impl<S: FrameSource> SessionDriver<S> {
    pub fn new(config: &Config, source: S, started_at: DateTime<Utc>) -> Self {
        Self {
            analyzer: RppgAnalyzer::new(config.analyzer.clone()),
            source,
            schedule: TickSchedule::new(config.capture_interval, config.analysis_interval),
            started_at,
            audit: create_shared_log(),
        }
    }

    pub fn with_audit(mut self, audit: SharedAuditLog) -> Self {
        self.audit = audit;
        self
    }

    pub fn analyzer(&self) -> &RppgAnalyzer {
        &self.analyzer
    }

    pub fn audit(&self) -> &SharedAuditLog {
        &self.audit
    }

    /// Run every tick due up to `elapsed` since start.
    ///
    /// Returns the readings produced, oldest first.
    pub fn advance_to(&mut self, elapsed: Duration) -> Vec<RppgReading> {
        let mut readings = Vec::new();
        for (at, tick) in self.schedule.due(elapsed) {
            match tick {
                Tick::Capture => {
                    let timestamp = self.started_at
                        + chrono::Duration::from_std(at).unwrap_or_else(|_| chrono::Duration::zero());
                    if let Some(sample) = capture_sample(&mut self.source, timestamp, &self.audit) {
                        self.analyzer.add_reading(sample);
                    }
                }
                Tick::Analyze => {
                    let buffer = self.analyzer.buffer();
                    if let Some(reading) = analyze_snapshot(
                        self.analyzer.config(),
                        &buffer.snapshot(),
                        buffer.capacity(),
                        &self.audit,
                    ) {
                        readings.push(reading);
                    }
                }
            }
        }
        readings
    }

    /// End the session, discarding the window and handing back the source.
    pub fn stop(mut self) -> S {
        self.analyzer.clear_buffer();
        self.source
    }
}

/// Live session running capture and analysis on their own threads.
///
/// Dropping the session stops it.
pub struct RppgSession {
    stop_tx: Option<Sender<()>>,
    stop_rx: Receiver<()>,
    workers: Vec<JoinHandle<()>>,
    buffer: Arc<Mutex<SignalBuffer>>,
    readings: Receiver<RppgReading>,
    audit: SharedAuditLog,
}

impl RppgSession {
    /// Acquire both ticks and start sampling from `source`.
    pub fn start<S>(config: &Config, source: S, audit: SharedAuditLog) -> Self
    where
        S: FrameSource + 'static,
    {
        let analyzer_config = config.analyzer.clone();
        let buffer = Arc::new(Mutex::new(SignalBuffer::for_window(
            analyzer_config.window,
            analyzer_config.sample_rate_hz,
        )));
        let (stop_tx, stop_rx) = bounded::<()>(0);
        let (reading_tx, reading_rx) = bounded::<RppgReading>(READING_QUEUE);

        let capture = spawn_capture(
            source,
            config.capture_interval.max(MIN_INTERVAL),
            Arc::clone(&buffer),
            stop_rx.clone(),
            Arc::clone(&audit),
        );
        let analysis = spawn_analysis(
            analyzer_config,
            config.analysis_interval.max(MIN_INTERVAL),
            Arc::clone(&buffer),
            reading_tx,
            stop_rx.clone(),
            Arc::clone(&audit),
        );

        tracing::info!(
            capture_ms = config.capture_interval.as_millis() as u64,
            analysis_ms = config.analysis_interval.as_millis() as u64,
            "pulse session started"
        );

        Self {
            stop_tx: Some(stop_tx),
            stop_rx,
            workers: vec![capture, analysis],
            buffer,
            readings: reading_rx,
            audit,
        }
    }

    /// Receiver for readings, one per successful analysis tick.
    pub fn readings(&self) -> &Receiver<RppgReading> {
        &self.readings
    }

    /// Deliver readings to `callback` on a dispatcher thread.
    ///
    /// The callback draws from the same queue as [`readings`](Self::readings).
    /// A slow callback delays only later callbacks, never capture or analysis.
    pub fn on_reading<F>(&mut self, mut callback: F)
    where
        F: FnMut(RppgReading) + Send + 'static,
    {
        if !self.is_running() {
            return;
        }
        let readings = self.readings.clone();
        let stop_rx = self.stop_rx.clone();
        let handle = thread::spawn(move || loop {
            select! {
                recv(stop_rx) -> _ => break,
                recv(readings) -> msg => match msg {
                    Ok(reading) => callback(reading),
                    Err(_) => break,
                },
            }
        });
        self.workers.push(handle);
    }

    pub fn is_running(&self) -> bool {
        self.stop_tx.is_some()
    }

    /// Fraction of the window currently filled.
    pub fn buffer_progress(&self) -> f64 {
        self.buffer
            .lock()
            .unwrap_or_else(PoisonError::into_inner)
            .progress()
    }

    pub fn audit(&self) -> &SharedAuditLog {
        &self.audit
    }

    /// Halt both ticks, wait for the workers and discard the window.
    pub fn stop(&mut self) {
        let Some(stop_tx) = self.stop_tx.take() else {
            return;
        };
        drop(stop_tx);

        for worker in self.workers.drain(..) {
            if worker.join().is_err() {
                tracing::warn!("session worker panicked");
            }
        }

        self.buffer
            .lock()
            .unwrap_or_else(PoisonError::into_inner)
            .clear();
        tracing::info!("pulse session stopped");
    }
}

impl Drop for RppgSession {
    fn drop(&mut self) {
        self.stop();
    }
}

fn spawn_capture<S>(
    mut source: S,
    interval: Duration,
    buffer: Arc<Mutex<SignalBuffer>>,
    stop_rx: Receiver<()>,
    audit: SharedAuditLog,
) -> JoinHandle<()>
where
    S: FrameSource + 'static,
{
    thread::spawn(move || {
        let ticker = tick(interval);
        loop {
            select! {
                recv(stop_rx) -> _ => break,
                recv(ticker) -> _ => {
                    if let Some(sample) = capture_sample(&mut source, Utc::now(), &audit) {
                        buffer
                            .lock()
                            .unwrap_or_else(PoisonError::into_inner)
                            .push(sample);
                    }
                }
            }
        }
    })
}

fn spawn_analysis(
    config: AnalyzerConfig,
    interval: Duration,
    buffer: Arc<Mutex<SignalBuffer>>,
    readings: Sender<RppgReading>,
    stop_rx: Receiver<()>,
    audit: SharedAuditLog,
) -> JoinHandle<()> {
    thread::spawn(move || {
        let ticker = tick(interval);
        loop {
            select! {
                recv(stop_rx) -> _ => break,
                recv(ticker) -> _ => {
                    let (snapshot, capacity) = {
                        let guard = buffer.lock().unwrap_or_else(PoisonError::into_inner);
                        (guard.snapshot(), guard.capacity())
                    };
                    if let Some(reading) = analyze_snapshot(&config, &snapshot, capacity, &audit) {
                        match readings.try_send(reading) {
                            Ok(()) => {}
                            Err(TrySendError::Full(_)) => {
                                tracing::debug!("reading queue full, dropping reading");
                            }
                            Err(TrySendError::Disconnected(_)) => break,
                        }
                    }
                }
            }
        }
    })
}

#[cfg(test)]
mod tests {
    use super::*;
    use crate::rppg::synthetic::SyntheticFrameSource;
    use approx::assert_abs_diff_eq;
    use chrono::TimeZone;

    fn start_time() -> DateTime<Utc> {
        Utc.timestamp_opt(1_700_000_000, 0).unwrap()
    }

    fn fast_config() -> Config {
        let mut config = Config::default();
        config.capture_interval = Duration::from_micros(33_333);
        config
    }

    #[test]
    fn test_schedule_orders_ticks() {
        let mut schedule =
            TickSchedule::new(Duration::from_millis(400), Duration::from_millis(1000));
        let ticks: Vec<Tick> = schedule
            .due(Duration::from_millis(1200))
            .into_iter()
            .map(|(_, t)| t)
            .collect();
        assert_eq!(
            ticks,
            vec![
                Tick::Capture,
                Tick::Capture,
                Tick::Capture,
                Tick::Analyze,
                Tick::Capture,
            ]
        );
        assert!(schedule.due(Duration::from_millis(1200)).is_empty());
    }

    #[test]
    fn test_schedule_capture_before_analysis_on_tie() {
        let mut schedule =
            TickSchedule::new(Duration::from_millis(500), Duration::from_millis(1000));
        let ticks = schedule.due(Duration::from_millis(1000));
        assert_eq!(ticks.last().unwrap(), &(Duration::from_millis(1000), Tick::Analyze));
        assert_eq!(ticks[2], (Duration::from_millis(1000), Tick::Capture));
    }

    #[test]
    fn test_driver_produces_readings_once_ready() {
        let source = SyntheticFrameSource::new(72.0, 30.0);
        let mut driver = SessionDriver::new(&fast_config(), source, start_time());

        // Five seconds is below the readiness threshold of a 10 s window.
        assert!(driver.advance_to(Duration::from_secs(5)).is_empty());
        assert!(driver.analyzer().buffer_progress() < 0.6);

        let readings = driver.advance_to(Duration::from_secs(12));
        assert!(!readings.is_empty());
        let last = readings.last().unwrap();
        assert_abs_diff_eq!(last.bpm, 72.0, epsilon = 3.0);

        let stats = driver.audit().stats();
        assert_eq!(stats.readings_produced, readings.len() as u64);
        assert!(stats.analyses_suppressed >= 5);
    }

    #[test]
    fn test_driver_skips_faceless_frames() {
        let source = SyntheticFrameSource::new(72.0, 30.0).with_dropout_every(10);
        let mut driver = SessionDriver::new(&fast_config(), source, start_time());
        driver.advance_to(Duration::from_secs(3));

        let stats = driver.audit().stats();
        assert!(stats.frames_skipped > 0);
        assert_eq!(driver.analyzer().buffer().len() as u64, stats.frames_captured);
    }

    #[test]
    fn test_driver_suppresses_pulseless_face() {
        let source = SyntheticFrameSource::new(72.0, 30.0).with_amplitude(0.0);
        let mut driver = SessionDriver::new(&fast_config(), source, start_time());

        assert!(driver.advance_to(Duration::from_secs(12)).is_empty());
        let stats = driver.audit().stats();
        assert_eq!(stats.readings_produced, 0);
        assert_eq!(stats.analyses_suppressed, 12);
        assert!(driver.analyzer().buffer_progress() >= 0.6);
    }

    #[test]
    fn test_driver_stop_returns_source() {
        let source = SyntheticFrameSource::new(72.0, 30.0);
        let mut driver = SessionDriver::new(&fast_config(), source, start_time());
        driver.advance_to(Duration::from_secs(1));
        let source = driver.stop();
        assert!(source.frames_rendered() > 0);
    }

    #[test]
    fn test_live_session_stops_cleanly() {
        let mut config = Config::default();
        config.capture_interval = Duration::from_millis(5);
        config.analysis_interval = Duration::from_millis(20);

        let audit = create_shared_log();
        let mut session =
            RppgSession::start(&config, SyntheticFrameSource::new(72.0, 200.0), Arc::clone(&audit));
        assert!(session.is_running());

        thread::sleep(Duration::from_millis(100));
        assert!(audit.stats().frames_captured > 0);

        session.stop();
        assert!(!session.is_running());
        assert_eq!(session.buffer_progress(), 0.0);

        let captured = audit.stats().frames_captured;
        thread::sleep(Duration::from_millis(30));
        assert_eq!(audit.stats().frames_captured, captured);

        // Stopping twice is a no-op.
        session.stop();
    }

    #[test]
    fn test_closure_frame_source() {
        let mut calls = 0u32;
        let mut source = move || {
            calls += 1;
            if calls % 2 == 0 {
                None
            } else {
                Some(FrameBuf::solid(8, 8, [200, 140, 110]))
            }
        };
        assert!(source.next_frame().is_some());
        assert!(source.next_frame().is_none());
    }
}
*****
WHAT YOU HAVE TO DO :: What is needed is the number of lines in these entries that include the word "RppgReading"; please give it alone.

RESPONSE BELOW :: 6